Il tema più importante evidenziato nella storia è, ovviamente, quello dell’inganno. Ognuno dei personaggi è un ingannatore che raggira gli altri per i propri scopi. Se da una parte l’unico ad essere completamente ingannato è messer Nicia, d’altra parte l’unico vero ingannatore è Fra Timoteo, che riesce comunque a raggirare Callimaco e Ligurio, facendo credere loro di non aver capito l’imbroglio. L’altro tema molto importante è quello del pessimismo e la sfiducia nell’essere umano: nella storia sono presenti solo personaggi disonesti, corrotti e stolti, che agiscono esclusivamente in base ad un fine personale. Proprio Fra Timoteo è un’allegoria della corruzione del clero, e messer Nicia dà un’accezione negativa dell’essere umano, così come Madonna Lucrezia incarna la superficialità tipica dell’uomo. Ciò fornisce una visione fortemente machiavellica: la commedia ha un lieto fine in cui ognuno ha ottenuto ciò che desidera, ma il mezzo con cui si è ottenuto è moralmente assai discutibile. Quindi, se il fine è positivo, qualsiasi mezzo per ottenerlo è ammissibile, anche l'inganno.

Piano del discorso


Tempo – Ordine/Durata


Essendo un’opera teatrale, basata perciò sui dialoghi tra i vari personaggi e su lunghi monologhi, il tempo della storia e il tempo del racconto coincidono, così come per la fabula e l’intreccio.
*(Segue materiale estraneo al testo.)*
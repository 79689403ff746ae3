mod fetcher;
mod output;
mod parser;

use std::path::PathBuf;
use std::time::Instant;

use anyhow::Result;
use clap::{CommandFactory, Parser};
use tracing::info;

use fetcher::FetchError;
use output::LinkRecord;
use parser::nodes::{DEFAULT_HEADING_SELECTOR, DEFAULT_LINK_SELECTOR, DEFAULT_SOCIAL_SELECTOR};
use parser::{OverlapPolicy, Selectors};

#[derive(Parser)]
#[command(
    name = "linktree_scraper",
    about = "Export the links of a link-in-bio profile page to CSV"
)]
struct Cli {
    /// Profile page URL
    url: Option<String>,

    /// CSV destination (overwritten if it exists)
    #[arg(short, long, default_value = output::DEFAULT_CSV_PATH)]
    output: PathBuf,

    /// User-Agent header sent with the request
    #[arg(long, default_value = fetcher::DEFAULT_USER_AGENT)]
    user_agent: String,

    /// CSS selector for social icon links
    #[arg(long, default_value = DEFAULT_SOCIAL_SELECTOR)]
    social_selector: String,

    /// CSS selector for collection headings
    #[arg(long, default_value = DEFAULT_HEADING_SELECTOR)]
    heading_selector: String,

    /// CSS selector for link buttons
    #[arg(long, default_value = DEFAULT_LINK_SELECTOR)]
    link_selector: String,

    /// Skip link buttons whose URL was already recorded
    #[arg(long)]
    skip_seen: bool,

    /// Print the extracted links as a table
    #[arg(long)]
    preview: bool,
}

struct RunOptions {
    output: PathBuf,
    user_agent: String,
    selectors: Selectors,
    policy: OverlapPolicy,
}

impl RunOptions {
    fn from_cli(cli: &Cli) -> Result<Self> {
        Ok(Self {
            output: cli.output.clone(),
            user_agent: cli.user_agent.clone(),
            selectors: Selectors::parse(
                &cli.social_selector,
                &cli.heading_selector,
                &cli.link_selector,
            )?,
            policy: if cli.skip_seen {
                OverlapPolicy::SkipSeen
            } else {
                OverlapPolicy::Keep
            },
        })
    }
}

#[tokio::main]
async fn main() -> Result<()> {
    tracing_subscriber::fmt()
        .with_writer(std::io::stderr)
        .with_env_filter(
            tracing_subscriber::EnvFilter::try_from_default_env()
                .unwrap_or_else(|_| "warn".into()),
        )
        .init();

    let t0 = Instant::now();
    let cli = Cli::parse();

    let outcome = execute(&cli).await?;
    println!("{}", outcome.message);
    info!("Done in {:.1}s", t0.elapsed().as_secs_f64());
    if outcome.code != 0 {
        std::process::exit(outcome.code);
    }
    Ok(())
}

/// The single stdout line of a run and the process exit status.
#[derive(Debug)]
struct Outcome {
    message: String,
    code: i32,
}

/// Usage, bad status and success end in an `Outcome`. Any other failure
/// (network, I/O, bad selector) is returned as an error.
async fn execute(cli: &Cli) -> Result<Outcome> {
    let Some(url) = cli.url.as_deref() else {
        return Ok(Outcome {
            message: Cli::command().render_usage().to_string(),
            code: 1,
        });
    };
    let opts = RunOptions::from_cli(cli)?;

    let records = match run(url, &opts).await {
        Ok(records) => records,
        Err(e) => {
            if let Some(status @ FetchError::Status(_)) = e.downcast_ref::<FetchError>() {
                return Ok(Outcome {
                    message: status.to_string(),
                    code: 1,
                });
            }
            return Err(e);
        }
    };

    if cli.preview {
        print_table(&records);
    }
    Ok(Outcome {
        message: format!(
            "CSV file '{}' has been created successfully!",
            opts.output.display()
        ),
        code: 0,
    })
}

/// Fetch, parse, write. Nothing touches the output file unless the first two succeed.
async fn run(url: &str, opts: &RunOptions) -> Result<Vec<LinkRecord>> {
    let html = fetcher::fetch_page(url, &opts.user_agent).await?;
    let records = parser::extract_links(&html, &opts.selectors, opts.policy);
    output::write_csv(&opts.output, &records)?;
    Ok(records)
}

fn print_table(records: &[LinkRecord]) {
    println!(
        "{:>3} | {:<28} | {:<16} | {:<48}",
        "#", "Name", "Category", "URL"
    );
    println!("{}", "-".repeat(104));
    for (i, r) in records.iter().enumerate() {
        println!(
            "{:>3} | {:<28} | {:<16} | {:<48}",
            i + 1,
            truncate(&r.name, 28),
            truncate(&r.category, 16),
            truncate(&r.url, 48)
        );
    }
    println!("\n{} links", records.len());
}

/// Cut to `max` chars, marking the cut with "...". Newlines would break
/// the table, so they print as spaces.
fn truncate(s: &str, max: usize) -> String {
    let flat = s.replace(['\r', '\n'], " ");
    match flat.char_indices().nth(max) {
        Some((cut, _)) => format!("{}...", &flat[..cut]),
        None => flat,
    }
}
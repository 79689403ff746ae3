use std::time::{Duration, Instant};

use indicatif::{ProgressBar, ProgressStyle};
use reqwest::header::USER_AGENT;
use reqwest::StatusCode;
use thiserror::Error;
use tracing::{info, warn};

pub const DEFAULT_USER_AGENT: &str = "Mozilla/5.0";

#[derive(Debug, Error)]
pub enum FetchError {
    #[error("Failed to retrieve the page. HTTP Status Code: {}", .0.as_u16())]
    Status(StatusCode),
    #[error("Request to {url} failed: {source}")]
    Network {
        url: String,
        #[source]
        source: reqwest::Error,
    },
}

/// GET `url` once and return the body. Anything but 200 is an error.
pub async fn fetch_page(url: &str, user_agent: &str) -> Result<String, FetchError> {
    let client = reqwest::Client::new();
    let network = |source: reqwest::Error| FetchError::Network {
        url: url.to_string(),
        source,
    };

    let pb = spinner(url);
    let start = Instant::now();
    let response = client
        .get(url)
        .header(USER_AGENT, user_agent)
        .send()
        .await
        .map_err(|e| {
            pb.finish_and_clear();
            network(e)
        })?;

    let status = response.status();
    if status != StatusCode::OK {
        pb.finish_and_clear();
        warn!("GET {} returned {}", url, status);
        return Err(FetchError::Status(status));
    }

    let body = response.text().await.map_err(network);
    pb.finish_and_clear();
    let body = body?;

    info!(
        "Fetched {} ({} bytes) in {}ms",
        url,
        body.len(),
        start.elapsed().as_millis()
    );
    Ok(body)
}

fn spinner(url: &str) -> ProgressBar {
    let pb = ProgressBar::new_spinner();
    if let Ok(style) = ProgressStyle::default_spinner().template("{spinner} {msg} [{elapsed}]") {
        pb.set_style(style);
    }
    pb.set_message(format!("Fetching {}", url));
    pb.enable_steady_tick(Duration::from_millis(100));
    pb
}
Non sono contenute analessi o prolessi, ma ci sono molte ellissi dovute agli spostamenti dei personaggi nei diversi luoghi.

Spazio


Lo spazio, non essendo fornito di alcuna descrizione, non ha nessuna funzione.

Personaggi


I personaggi sono maggiormente a tutto tondo, poiché sono quasi tutto alquanto dinamici. Sono tutti presentati tramite dialogo, descritti mediante i loro comportamenti e le caratteristiche socio-economiche. Quasi tutti sono dinamici poiché imparano dai loro errori e diventano via via più subdoli, come per esempio Lucrezia, che da vittima iniziale dell’imbroglio di Fra Timoteo e sua madre, diventa ingannatrice di suo marito.

Narratore/Punto di vista


Nella storia non vi sono né un narratore né un generale punto di vista, poiché prevalgono parti sceniche e dialogate, dove ogni personaggio si presenta, si espone e riflette, e mancano, invece, parti narrate. C’è, tuttavia, una presentazione iniziale, nel Prologo, in cui l’autore si rivolge direttamente al pubblico.

Stile


Lo stile della commedia è vario, Machiavelli utilizza il dialogo diretto per caratterizzare meglio ogni personaggio: per esempio, Nicia ha un linguaggio difficile da comprendere, che rispecchia la sua stoltezza, mentre Callimaco spesso enuncia frasi in latino per mostrarsi più intelligente del marito di Lucrezia.